How many times, in total, would you say you've been stung since bee-coming a Bee Man?

Generally, I get hit at least 1-3 times every time I put on the suit.   It is very rare that I come away from checking hives or extracting bees that I do not get stung.  It’s probably been about 300 times since I started.  They say it helps arthritis.....I cannot confirm that.


Honey Bee Facts:

  • A queen bee can live for several years. Worker bees live for 6 weeks during the busy summer, and for 4-9 months during the winter.
  • Honey Bees are the greatest pollinating machine when it comes to agriculture, 1/3 of pollination relying on honey bees.
  • Bee farms rent out colonies and move them to wherever they are needed in the country for pollination. The bees can communicate direction and distance from the hive to nectar sources, so they are never lost.
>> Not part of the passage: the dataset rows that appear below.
//! @ai:module:intent Define error types for the CDSSpec compiler
//! @ai:module:layer domain
//! @ai:module:public_api Error, Result
//! @ai:module:stateless true

use std::path::{Path, PathBuf};
use thiserror::Error;

/// @ai:intent Unified error type for all extraction and generation operations
#[derive(Error, Debug)]
pub enum Error {
    #[error("Failed to read file {path}: {source}")]
    FileRead {
        path: PathBuf,
        #[source]
        source: std::io::Error,
    },

    #[error("Failed to write file {path}: {source}")]
    FileWrite {
        path: PathBuf,
        #[source]
        source: std::io::Error,
    },

    #[error("{0} is not a valid directory")]
    NotADirectory(PathBuf),

    /// A malformed annotation. Always fatal for the whole run.
    #[error("Spec error in file \"{}\", line {line}: {message}", display_name(.file))]
    Annotation {
        file: PathBuf,
        line: usize,
        message: String,
    },

    #[error("Spec error: there should be exactly one @DeclareState annotation")]
    MissingGlobalState,

    #[error("Invalid configuration {path}: {message}")]
    Config { path: PathBuf, message: String },

    #[error("JSON serialization error: {0}")]
    Json(#[from] serde_json::Error),
}

pub type Result<T> = std::result::Result<T, Error>;

impl Error {
    /// @ai:intent Build a fatal annotation error anchored at a file and line
    /// @ai:effects pure
    pub fn annotation(file: &Path, line: usize, message: impl Into<String>) -> Self {
        Error::Annotation {
            file: file.to_path_buf(),
            line,
            message: message.into(),
        }
    }

    /// @ai:intent Check whether this error was caused by a malformed annotation
    pub fn is_annotation_error(&self) -> bool {
        matches!(self, Error::Annotation { .. } | Error::MissingGlobalState)
    }
}

/// File name used in diagnostics; falls back to the full path.
pub(crate) fn display_name(path: &Path) -> String {
    path.file_name()
        .map(|n| n.to_string_lossy().into_owned())
        .unwrap_or_else(|| path.display().to_string())
}

#[cfg(test)]
mod tests {
    use super::*;

    #[test]
    fn test_annotation_error_message() {
        let err = Error::annotation(Path::new("/tmp/bench/queue.h"), 12, "bad primitive");
        assert_eq!(
            err.to_string(),
            "Spec error in file \"queue.h\", line 12: bad primitive"
        );
        assert!(err.is_annotation_error());
    }
}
  • Scout bees of the hive communicate information with what is called “dance language”. Even in the darkness of the hive, the direction in which a bee is dancing can be easily followed by other worker bees.
  • Since the 1800s Louisiana has produced thousands of pounds of honey each year and today, queen bees bred in Louisiana are sent all over the United States to raise new bee colonies.
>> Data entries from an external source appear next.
impl CdsSpecRenderer {
    pub fn new() -> Self {
        Self
    }

    fn state_struct(&self, model: &SpecModel) -> Code {
        let mut code = Code::new();
        code.add_line(format!("typedef struct {} {{", STATE_STRUCT));
        for field in &model.global.declared_state {
            code.add_line(format!("\t{};", field));
        }
        code.add_line("");
        code.add_line("\tSNAPSHOTALLOC");
        code.add_line(format!("}} {};", STATE_STRUCT));
        code
    }

    fn value_struct(&self, interface: &InterfaceConstruct) -> Code {
        let header = &interface.header;
        let mut code = Code::new();
        code.add_line(format!("typedef struct {} {{", interface.struct_name));
        if !header.is_return_void() {
            code.add_line(format!("\t{} {};", header.return_type, C_RET));
        }
        for arg in &header.args {
            code.add_line(format!("\t{};", arg));
        }
        code.add_line("");
        code.add_line("\tSNAPSHOTALLOC");
        code.add_line(format!("}} {};", interface.struct_name));
        code
    }

    /// `#define field (state->field)` for every state field, and the matching `#undef`s.
    fn field_macros(&self, names: &[String], target: &str) -> (Code, Code) {
        let define = names
            .iter()
            .map(|n| format!("#define {} ({}->{})", n, target, n))
            .collect();
        let undef = names.iter().map(|n| format!("#undef {}", n)).collect();
        (define, undef)
    }

    fn state_functions(&self, model: &SpecModel) -> Code {
        let global = &model.global;
        let state_param = format!("{} *state", STATE_STRUCT);
        let mut code = Code::new();

        code.add_line(banner("Copy the state"));
        code.append(&function(
            &format!(
                "void _cdsspec_copy({0} *{1}, {0} *{2})",
                STATE_STRUCT,
                naming::NEW_STATE_INST,
                naming::OLD_STATE_INST
            ),
            &global.copy_state,
        ));
        code.add_line("");

        let fields: Vec<String> = global
            .declared_state
            .iter()
            .map(|d| d.name.clone())
            .collect();
        let (define, undef) = self.field_macros(&fields, "state");
        code.add_line(banner("State field access"));
        code.append(&define);
        code.add_line("");

        let blocks = [
            ("initial", &global.init_state),
            ("clear", &global.clear_state),
            ("final", &global.final_state),
            ("print", &global.print_state),
        ];
        for (name, body) in blocks {
            code.add_line(banner(&format!("State function: {}", name)));
            code.append(&function(
                &format!("void _cdsspec_{}({})", name, state_param),
                body,
            ));
            code.add_line("");
        }

        for (idx, rule) in global.commutativity_rules.iter().enumerate() {
            code.append(&self.commutativity_checker(idx, rule));
            code.add_line("");
        }

        for interface in model.interfaces() {
            code.append(&self.interface_functions(interface));
        }

        code.append(&undef);
        code
    }

    fn commutativity_checker(&self, idx: usize, rule: &CommutativityRule) -> Code {
        let mut body = Code::new();
        body.add_line(format!(
            "{0} *M1 = ({0} *) _M1->value;",
            naming::struct_name(&rule.method1)
        ));
        body.add_line(format!(
            "{0} *M2 = ({0} *) _M2->value;",
            naming::struct_name(&rule.method2)
        ));
        body.add_line(format!("return {};", rule.condition));

        let mut code = Code::new();
        code.add_line(banner(&format!("Commutativity rule: {}", rule)));
        code.append(&function(
            &format!(
                "bool _cdsspec_commute_{}({} _M1, {} _M2)",
                idx, METHOD, METHOD
            ),
            &body,
        ));
        code
    }

    fn interface_functions(&self, interface: &InterfaceConstruct) -> Code {
        let header = &interface.header;
        let mut values: Vec<String> = header.args.iter().map(|a| a.name.clone()).collect();
        if !header.is_return_void() {
            values.push(C_RET.to_string());
        }
        let (define, undef) = self.field_macros(&values, "value");
        let fetch = format!(
            "{0} *value = ({0} *) {1}->value;",
            interface.struct_name, METHOD_INST
        );

        let mut code = Code::new();
        code.add_line(banner(&format!("Interface {}", interface.label)));
        code.append(&define);

        let conditions = [
            ("pre_condition", &interface.pre_condition),
            ("justifying_precondition", &interface.justifying_precondition),
            ("justifying_postcondition", &interface.justifying_postcondition),
            ("post_condition", &interface.post_condition),
        ];
        for (suffix, block) in conditions {
            if block.is_empty() {
                continue;
            }
            let mut body = Code::new();
            body.add_line(fetch.clone());
            body.append(block);
            code.append(&function(
                &format!(
                    "bool {}({} {}, {} *state)",
                    interface_function(&interface.label, suffix),
                    METHOD,
                    METHOD_INST,
                    STATE_STRUCT
                ),
                &body,
            ));
        }

        if !interface.transition.is_empty() {
            let mut body = Code::new();
            body.add_line(fetch.clone());
            body.append(&interface.transition);
            code.append(&function(
                &format!(
                    "void {}({} {}, {} *state)",
                    interface_function(&interface.label, "transition"),
                    METHOD,
                    METHOD_INST,
                    STATE_STRUCT
                ),
                &body,
            ));
        }

        let mut body = Code::new();
        body.add_line(fetch);
        body.append(&interface.print);
        code.append(&function(
            &format!(
                "void {}({} {})",
                interface_function(&interface.label, "print_value"),
                METHOD,
                METHOD_INST
            ),
            &body,
        ));

        code.append(&undef);
        code.add_line("");
        code
    }

    fn init_annotation(&self, model: &SpecModel) -> Code {
        let global = &model.global;
        let mut body = Code::new();

        body.add_line("/* State functions */");
        body.add_line(
            "StateFunctions *stateFuncs = new StateFunctions((void *) _cdsspec_initial, (void *) _cdsspec_copy, (void *) _cdsspec_clear, (void *) _cdsspec_final, (void *) _cdsspec_print);",
        );

        body.add_line("/* Commutativity rules */");
        let rule_count = global.commutativity_rules.len();
        body.add_line(format!("int commuteRuleNum = {};", rule_count));
        if rule_count == 0 {
            body.add_line("CommutativityRule *commuteRules = NULL;");
        } else {
            body.add_line(format!(
                "CommutativityRule *commuteRules = new CommutativityRule[{}];",
                rule_count
            ));
            for (idx, rule) in global.commutativity_rules.iter().enumerate() {
                body.add_line(format!(
                    "commuteRules[{}] = CommutativityRule({}, {}, {}, (void *) _cdsspec_commute_{});",
                    idx,
                    quoted(&rule.method1),
                    quoted(&rule.method2),
                    quoted(&rule.condition),
                    idx
                ));
            }
        }

        body.add_line("/* Interface functions */");
        let interfaces: Vec<&InterfaceConstruct> = model.interfaces().collect();
        body.add_line(format!("int interfaceNum = {};", interfaces.len()));
        body.add_line("NamedFunction *interfaceFuncs = new NamedFunction[interfaceNum * 6];");
        for (idx, interface) in interfaces.iter().enumerate() {
            let slot = |present: bool, suffix: &str| {
                if present {
                    format!("(void *) {}", interface_function(&interface.label, suffix))
                } else {
                    "NULL".to_string()
                }
            };
            let entries = [
                slot(!interface.transition.is_empty(), "transition"),
                slot(!interface.pre_condition.is_empty(), "pre_condition"),
                slot(
                    !interface.justifying_precondition.is_empty(),
                    "justifying_precondition",
                ),
                slot(
                    !interface.justifying_postcondition.is_empty(),
                    "justifying_postcondition",
                ),
                slot(!interface.post_condition.is_empty(), "post_condition"),
                slot(true, "print_value"),
            ];
            for (offset, entry) in entries.iter().enumerate() {
                body.add_line(format!(
                    "interfaceFuncs[{}] = NamedFunction({}, {});",
                    idx * 6 + offset,
                    quoted(&interface.label),
                    entry
                ));
            }
        }

        body.add_line("/* Pass the information to the checker */");
        body.add_line(
            "CDSSpecInitInfo *initInfo = new CDSSpecInitInfo(stateFuncs, commuteRuleNum, commuteRules, interfaceNum, interfaceFuncs);",
        );
        body.add_line("cdsannotate(SPEC_ANALYSIS, new SpecAnnotation(INIT, initInfo));");

        function(&format!("void {}()", INIT_FUNCTION), &body)
    }
}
  • Queen bees can be bought commercially to set up or “split” a hive.
  • Honey is the only food that includes all the substances necessary to sustain life, including enzymes, vitamins, minerals, and water; and it's the only food that contains "pinocembrin", an antioxidant associated with improved brain functioning.
  • Honey bees have 170 odorant receptors and their olfactory abilities include kin recognition signals, social communication within the hive, and odor recognition for finding food.
  • The average worker bee makes about 1/12th of a teaspoon of honey in her lifetime.
  • Honey reduces healing time more than conventional gauze and film dressings that are often used to treat moderate burns.
  • One teaspoon dose of pollen takes one bee working eight hours a day for one month to gather. Each bee pollen pellet, contains over two million flower pollen grains and one teaspoonful contains over 2.5 billion grains of flower pollen.
  • Local bee pollen is said to be an energy enhancer, have anti-inflammatory effects on respiratory system, treat allergies, boost immune system, support cardio vascular health, as well as stimulate and restore ovarian function (may be used to assist in accelerating pregnancy).
  • Local bee pollen, as well as being a hormonal booster it is also a great aphrodisiac!